Keywords: Diabetes mellitus, Intestinal parasites, Opportunistic infections, Egypt

Introduction

Intestinal parasitic infections constitute a substantial estimate of morbidity and mortality in low-income developing countries, and even in developed countries. More than three billion persons are infected with one or more intestinal parasites worldwide (WHO 2014).

Although intestinal parasites generally create non-aggressive diseases, some of them gained increased interest as important opportunistic pathogens responsible for hostile up to life threatening sequences in immunocompromised individuals (Bora et al. 2016). Worthily noted, the possibility of establishing the infection, the chronicity of carriage state, the complications, and the mortality rate of the intestinal parasites is increased in immune suppression conditions such as AIDs, cancer, use of immunosuppressive drugs, and chronic diseases including diabetes mellitus (DM) (Tangi et al. 2016).

DM is a one of the most frequent metabolic diseases where an individual has chronic hyperglycemia, either due to inadequate insulin secretion, impaired insulin sensitivity, or both (David et al. 2011). This overt hyperglycemia found in both type 1 and type 2 DM is usually accompanied by the classical triad of polyuria, polydipsia, and polyphagia (Aknibo et al. 2013).

The number of diabetic patients, in particular type 2 DM, is incredibly increasing worldwide mainly due to changes in diet habits associated with sedentary life styles (Bafghi et al. 2015). According to the latest report of International Diabetes Federation (IDF), DM affects more than 425 million individuals worldwide. Egypt is listed on the top 10 countries of the world in the number of diabetics with estimated 8.2 million in 2017, and the number is expected to rise to 16.7 million by 2045 (IDF 2017).

Diabetics have been described to be immunocompromised individuals. In general, both innate and acquired immunity are suppressed in DM through various modalities. Diabetes impairs the physiological and barrier functions of the intestine, decreases T cell function, as well as causes changes in humoral immunity (Chen et al. 2012). Hyperglycemia decreases mobilization, chemotaxis, phagocytosis, and intracellular killing of polymorphonuclear leukocytes (Vardakas et al. 2007). Also, DM decreases the complement C4 component and some interleukins (ILs), particularly IL-1, IL-6, IL-10, interferon gamma, and tumor necrosis factor (Klekotka et al. 2015).

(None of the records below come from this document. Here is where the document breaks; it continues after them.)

//! Configuration Management Module
//!
//! This module handles loading and managing configuration for the trusted
//! relay service. Configuration includes chain endpoints, per-direction
//! watcher settings, relayer keys, the durable ledger store, and the
//! operational API. Key material is never stored in the config file; the
//! file names the environment variable that holds it.

use anyhow::{Context, Result};
use serde::{Deserialize, Serialize};

// ============================================================================
// CONFIGURATION STRUCTURES
// ============================================================================

/// Main configuration structure containing all service settings.
///
/// This structure holds configuration for:
/// - Both chain endpoints (each acts as source and destination)
/// - Per-direction watcher parameters (A→B and B→A)
/// - Relayer signing key and submission/finalization timing
/// - The durable transfer ledger (optional; backlog recovery requires it)
/// - The operational API server
#[derive(Debug, Clone, Serialize, Deserialize)]
pub struct Config {
    /// Chain A endpoint configuration
    pub chain_a: ChainEndpointConfig,
    /// Chain B endpoint configuration
    pub chain_b: ChainEndpointConfig,
    /// Watcher settings for the A→B direction
    pub a_to_b: DirectionConfig,
    /// Watcher settings for the B→A direction
    pub b_to_a: DirectionConfig,
    /// Relayer-specific configuration (keys, timing)
    pub relayer: RelayerConfig,
    /// Durable ledger store configuration (optional)
    #[serde(default)]
    pub ledger: Option<LedgerConfig>,
    /// Operational API server configuration
    pub api: ApiConfig,
}

/// Configuration for one chain endpoint.
///
/// Every chain plays both roles: source (intent store watched for committed
/// intents) and destination (message inbox plus settlement contract).
#[derive(Debug, Clone, Serialize, Deserialize)]
pub struct ChainEndpointConfig {
    /// Human-readable name for the chain
    pub name: String,
    /// JSON-RPC endpoint URL
    pub rpc_url: String,
    /// Unique chain identifier
    pub chain_id: u64,
    /// Address of the intent store contract (source role)
    pub intent_store_addr: String,
    /// Address of the message inbox contract (destination role)
    pub inbox_addr: String,
    /// Address of the settlement contract that mints/releases funds
    pub settlement_addr: String,
    /// Operator account the node signs relay transactions with
    pub operator_addr: String,
}

/// Per-direction watcher parameters.
///
/// Confirmation depth and poll interval are deliberately independent per
/// direction; operators should derive them from each source chain's actual
/// finality behavior rather than reuse one value for both.
#[derive(Debug, Clone, Serialize, Deserialize)]
pub struct DirectionConfig {
    /// Blocks an intent event must be buried under before submission
    pub required_confirmations: u64,
    /// Source-chain polling interval in milliseconds
    pub poll_interval_ms: u64,
    /// Bound on waiting for confirmations before deferring to a rescan, in seconds
    pub confirmation_timeout_secs: u64,
    /// First block to scan; defaults to the chain head at startup
    #[serde(default)]
    pub start_block: Option<u64>,
}

/// Relayer configuration: attestation key location and submission timing.
///
/// The attestation private key is loaded from an environment variable at
/// runtime. The config file contains the variable name, not the key.
#[derive(Debug, Clone, Serialize, Deserialize)]
pub struct RelayerConfig {
    /// Environment variable holding the secp256k1 attestation key (hex encoded)
    /// Default: "RELAY_SIGNING_KEY"
    #[serde(default = "default_signing_key_env")]
    pub signing_key_env: String,
    /// Expected Ethereum address of the attestation key (checked at startup when set)
    #[serde(default)]
    pub relayer_addr: Option<String>,
    /// Destination inbox polling interval for the finalizer, in milliseconds
    pub finalize_interval_ms: u64,
    /// How long to wait for a submitted transaction's receipt, in seconds
    pub send_timeout_secs: u64,
}

impl RelayerConfig {
    /// Reads the attestation private key from the configured environment variable.
    pub fn get_signing_key(&self) -> Result<String> {
        std::env::var(&self.signing_key_env).with_context(|| {
            format!(
                "Signing key environment variable '{}' is not set",
                self.signing_key_env
            )
        })
    }
}

fn default_signing_key_env() -> String {
    "RELAY_SIGNING_KEY".to_string()
}

/// Durable transfer ledger (external document store) configuration.
#[derive(Debug, Clone, Serialize, Deserialize)]
pub struct LedgerConfig {
    /// Base URL of the document store's REST API
    pub base_url: String,
    /// Interval for scheduled backlog reconciliation, in milliseconds.
    /// Unset means backlog runs only on demand via the reconcile_backlog binary.
    #[serde(default)]
    pub backlog_interval_ms: Option<u64>,
    /// Pause between backlog records to avoid overloading the destination chain
    #[serde(default = "default_backlog_rate_limit_ms")]
    pub backlog_rate_limit_ms: u64,
}

fn default_backlog_rate_limit_ms() -> u64 {
    500
}

/// Operational API server configuration.
#[derive(Debug, Clone, Serialize, Deserialize)]
pub struct ApiConfig {
    /// Host address to bind the API server to
    pub host: String,
    /// Port number to bind the API server to
    pub port: u16,
}

// ============================================================================
// CONFIGURATION LOADING AND VALIDATION
// ============================================================================

impl Config {
    /// Loads configuration from the TOML file.
    ///
    /// The path defaults to `config/relay.toml` and can be overridden with
    /// the `RELAY_CONFIG_PATH` environment variable (used by tests). The
    /// loaded configuration is validated before being returned, so a missing
    /// contract address, unset key variable, or zero interval fails startup
    /// instead of surfacing mid-relay.
    pub fn load() -> Result<Self> {
        let config_path =
            std::env::var("RELAY_CONFIG_PATH").unwrap_or_else(|_| "config/relay.toml".to_string());

        if !std::path::Path::new(&config_path).exists() {
            return Err(anyhow::anyhow!(
                "Configuration file '{}' not found. Please copy the template:\n\
                cp config/relay.template.toml config/relay.toml\n\
                Then edit config/relay.toml with your actual values.",
                config_path
            ));
        }

        let content = std::fs::read_to_string(&config_path)
            .with_context(|| format!("Failed to read config file '{}'", config_path))?;
        let config: Config = toml::from_str(&content)
            .with_context(|| format!("Failed to parse config file '{}'", config_path))?;
        config.validate()?;
        Ok(config)
    }

    /// Validates the configuration, failing fast on anything the relay
    /// cannot run without.
    pub fn validate(&self) -> Result<()> {
        for chain in [&self.chain_a, &self.chain_b] {
            url::Url::parse(&chain.rpc_url)
                .with_context(|| format!("Invalid RPC URL for chain '{}'", chain.name))?;
            for (label, addr) in [
                ("intent_store_addr", &chain.intent_store_addr),
                ("inbox_addr", &chain.inbox_addr),
                ("settlement_addr", &chain.settlement_addr),
                ("operator_addr", &chain.operator_addr),
            ] {
                if !is_address(addr) {
                    return Err(anyhow::anyhow!(
                        "Chain '{}': {} '{}' is not a 20-byte hex address",
                        chain.name,
                        label,
                        addr
                    ));
                }
            }
        }

        if self.chain_a.chain_id == self.chain_b.chain_id {
            return Err(anyhow::anyhow!(
                "chain_a and chain_b must have distinct chain IDs (both are {})",
                self.chain_a.chain_id
            ));
        }

        for (label, dir) in [("a_to_b", &self.a_to_b), ("b_to_a", &self.b_to_a)] {
            if dir.required_confirmations == 0 {
                return Err(anyhow::anyhow!(
                    "Direction {}: required_confirmations must be at least 1",
                    label
                ));
            }
            if dir.poll_interval_ms == 0 || dir.confirmation_timeout_secs == 0 {
                return Err(anyhow::anyhow!(
                    "Direction {}: poll_interval_ms and confirmation_timeout_secs must be non-zero",
                    label
                ));
            }
        }

        if self.relayer.finalize_interval_ms == 0 || self.relayer.send_timeout_secs == 0 {
            return Err(anyhow::anyhow!(
                "relayer.finalize_interval_ms and relayer.send_timeout_secs must be non-zero"
            ));
        }

        // The key itself is validated by the crypto service; here we only
        // require that the variable is present so startup fails before any
        // chain connection is opened.
        self.relayer.get_signing_key()?;

        if let Some(ref ledger) = self.ledger {
            url::Url::parse(&ledger.base_url).context("Invalid ledger base_url")?;
        }

        Ok(())
    }
}

/// Returns true when the string is a 0x-prefixed 20-byte hex address.
fn is_address(value: &str) -> bool {
    match value.strip_prefix("0x") {
        Some(body) => body.len() == 40 && body.chars().all(|c| c.is_ascii_hexdigit()),
        None => false,
    }
}
//! Backlog Reconciliation Module
//!
//! Recovery path for transfers that fell through the live pipeline: a crash
//! between broadcast and bookkeeping, a submission that exhausted its
//! transient retries, a ledger outage. The reconciler scans the durable
//! ledger for Bridge records stuck in PENDING, rebuilds each intent from the
//! record, and pushes it through the same submitter path the watcher uses.
//!
//! Safe to run alongside live relaying: both paths share the dedup set, the
//! ledger updates are compare-and-set, and the inbox rejects duplicates
//! harmlessly. Runs on a schedule when configured, or on demand via the
//! `reconcile_backlog` binary.

use anyhow::Result;
use serde::Serialize;
use std::collections::HashMap;
use std::sync::Arc;
use std::time::Duration;
use tracing::{debug, info, warn};

use crate::storage::{BridgeStatus, LedgerClient, StatusUpdate, TransferRecord};
use crate::submitter::{SubmitOutcome, Submitter};

/// Outcome totals of one reconciliation pass.
#[derive(Debug, Default, Clone, Serialize)]
pub struct BacklogSummary {
    /// PENDING records inspected
    pub scanned: u64,
    /// Records resubmitted to a destination inbox
    pub resubmitted: u64,
    /// Records whose transfer had already succeeded; reclassified COMPLETED
    pub completed: u64,
    /// Records that failed permanently; reclassified FAILED
    pub failed: u64,
    /// Records left PENDING for a later pass (transient errors, missing data)
    pub deferred: u64,
}

impl BacklogSummary {
    /// Records this pass changed to a terminal or submitted state.
    pub fn repaired(&self) -> u64 {
        self.resubmitted + self.completed + self.failed
    }
}

/// Scans the durable ledger and repairs stuck transfers.
pub struct BacklogReconciler {
    /// Durable transfer ledger
    ledger: Arc<LedgerClient>,
    /// Submitter per destination chain ID
    routes: HashMap<u64, Arc<Submitter>>,
    /// Pause between records
    rate_limit: Duration,
}

impl BacklogReconciler {
    /// Creates a new reconciler.
    ///
    /// `routes` maps each destination chain ID to the submitter of the
    /// direction that settles there.
    pub fn new(
        ledger: Arc<LedgerClient>,
        routes: HashMap<u64, Arc<Submitter>>,
        rate_limit: Duration,
    ) -> Self {
        Self {
            ledger,
            routes,
            rate_limit,
        }
    }

    /// One full reconciliation pass over the ledger.
    pub async fn run_once(&self) -> Result<BacklogSummary> {
        let records = self.ledger.pending_bridge_records().await?;
        info!("Backlog scan found {} pending bridge records", records.len());

        let mut summary = BacklogSummary::default();
        let total = records.len();

        for (position, record) in records.into_iter().enumerate() {
            summary.scanned += 1;
            self.reconcile_record(&record, &mut summary).await;

            // Rate-limit between records so a large backlog does not
            // overload the destination chain.
            if position + 1 < total {
                tokio::time::sleep(self.rate_limit).await;
            }
        }

        info!(
            "Backlog pass done: {} scanned, {} resubmitted, {} completed, {} failed, {} deferred",
            summary.scanned, summary.resubmitted, summary.completed, summary.failed,
            summary.deferred
        );
        Ok(summary)
    }

    /// Repairs one record, updating the pass summary.
    async fn reconcile_record(&self, record: &TransferRecord, summary: &mut BacklogSummary) {
        if record.intent_hash.is_empty() {
            // Deposit observed but the intent was never committed; nothing
            // to relay yet.
            debug!("Record {} has no intent hash yet, skipping", record.id);
            summary.deferred += 1;
            return;
        }

        let intent = match record.to_intent() {
            Ok(intent) => intent,
            Err(e) => {
                warn!("Record {} cannot be rebuilt: {:#}", record.id, e);
                self.note_error(record, &format!("backlog: {:#}", e)).await;
                summary.deferred += 1;
                return;
            }
        };

        let Some(submitter) = self.routes.get(&intent.dst_chain_id) else {
            warn!(
                "Record {} targets unknown destination chain {}",
                record.id, intent.dst_chain_id
            );
            self.note_error(
                record,
                &format!(
                    "backlog: no relay direction for destination chain {}",
                    intent.dst_chain_id
                ),
            )
            .await;
            summary.deferred += 1;
            return;
        };

        match submitter.submit(&intent).await {
            Ok(SubmitOutcome::Submitted { tx_hash }) => {
                // The submitter already moved the record to SUBMITTED.
                info!(
                    "Backlog resubmitted intent {} (record {}, tx {})",
                    intent.intent_hash, record.id, tx_hash
                );
                summary.resubmitted += 1;
            }
            Ok(SubmitOutcome::AlreadyProcessed) => {
                // The transfer actually succeeded earlier; only the ledger
                // was stale.
                let update = StatusUpdate::new(
                    vec![BridgeStatus::Pending, BridgeStatus::Submitted],
                    BridgeStatus::Completed,
                )
                .with_note("backlog: transfer already relayed, ledger record was stale");
                match self.ledger.update_status(&record.id, &update).await {
                    Ok(_) => {
                        info!(
                            "Backlog reclassified record {} (intent {}) as COMPLETED",
                            record.id, intent.intent_hash
                        );
                        summary.completed += 1;
                    }
                    Err(e) => {
                        warn!("Failed to reclassify record {}: {:#}", record.id, e);
                        summary.deferred += 1;
                    }
                }
            }
            Err(e) if e.is_transient() => {
                warn!(
                    "Backlog submission for record {} failed transiently: {}; leaving PENDING",
                    record.id, e
                );
                self.note_error(record, &format!("backlog: {}", e)).await;
                summary.deferred += 1;
            }
            Err(e) => {
                // The submitter already moved the record to FAILED.
                warn!(
                    "Backlog submission for record {} failed permanently: {}",
                    record.id, e
                );
                summary.failed += 1;
            }
        }
    }

    /// Records an error on a PENDING record without changing its status.
    async fn note_error(&self, record: &TransferRecord, note: &str) {
        let update =
            StatusUpdate::new(vec![BridgeStatus::Pending], BridgeStatus::Pending).with_note(note);
        if let Err(e) = self.ledger.update_status(&record.id, &update).await {
            warn!("Failed to record note on record {}: {:#}", record.id, e);
        }
    }
}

Because of general immunosuppressive condition, diabetic patients are predisposed to various opportunistic helminthic and protozoan infections, in particular the gastrointestinal ones, including Strongyloides stercoralis, Cryptosporidium spp., Cyclospora cayetanensis, Cystoisospora belli, and Microsporidia spp. (Garcia 2007). Regarding Blastocystis, it is still indistinct whether it is a commensal, a pathogen, or an opportunistic parasite (Scanlan and Stensvold 2013).

Considering the higher percentage of intestinal parasites, the increasing number of diabetics, and the need for their continuous medical care to decrease the risk of complications, it is meaningful to reveal the rate of enteric parasites in DM and draw adequate attention to it in clinical practice. This study aimed to clarify the frequency of intestinal parasites in a group of diabetic patients and cross matched non-diabetic controls. Furthermore, the risk factors associated with acquiring intestinal parasites were estimated.

Materials and methods

Study design and populations

A case-control study was employed from November 2017 to September 2018 on stool samples collected from a total of 200 subjects attending the outpatient clinics and internal departments of Beni-Suef University Hospital. The study populations were divided into two groups; G1: 100 diabetic patients complaining of variable gastrointestinal manifestations, and G2: 100 matched non-diabetic individuals as controls.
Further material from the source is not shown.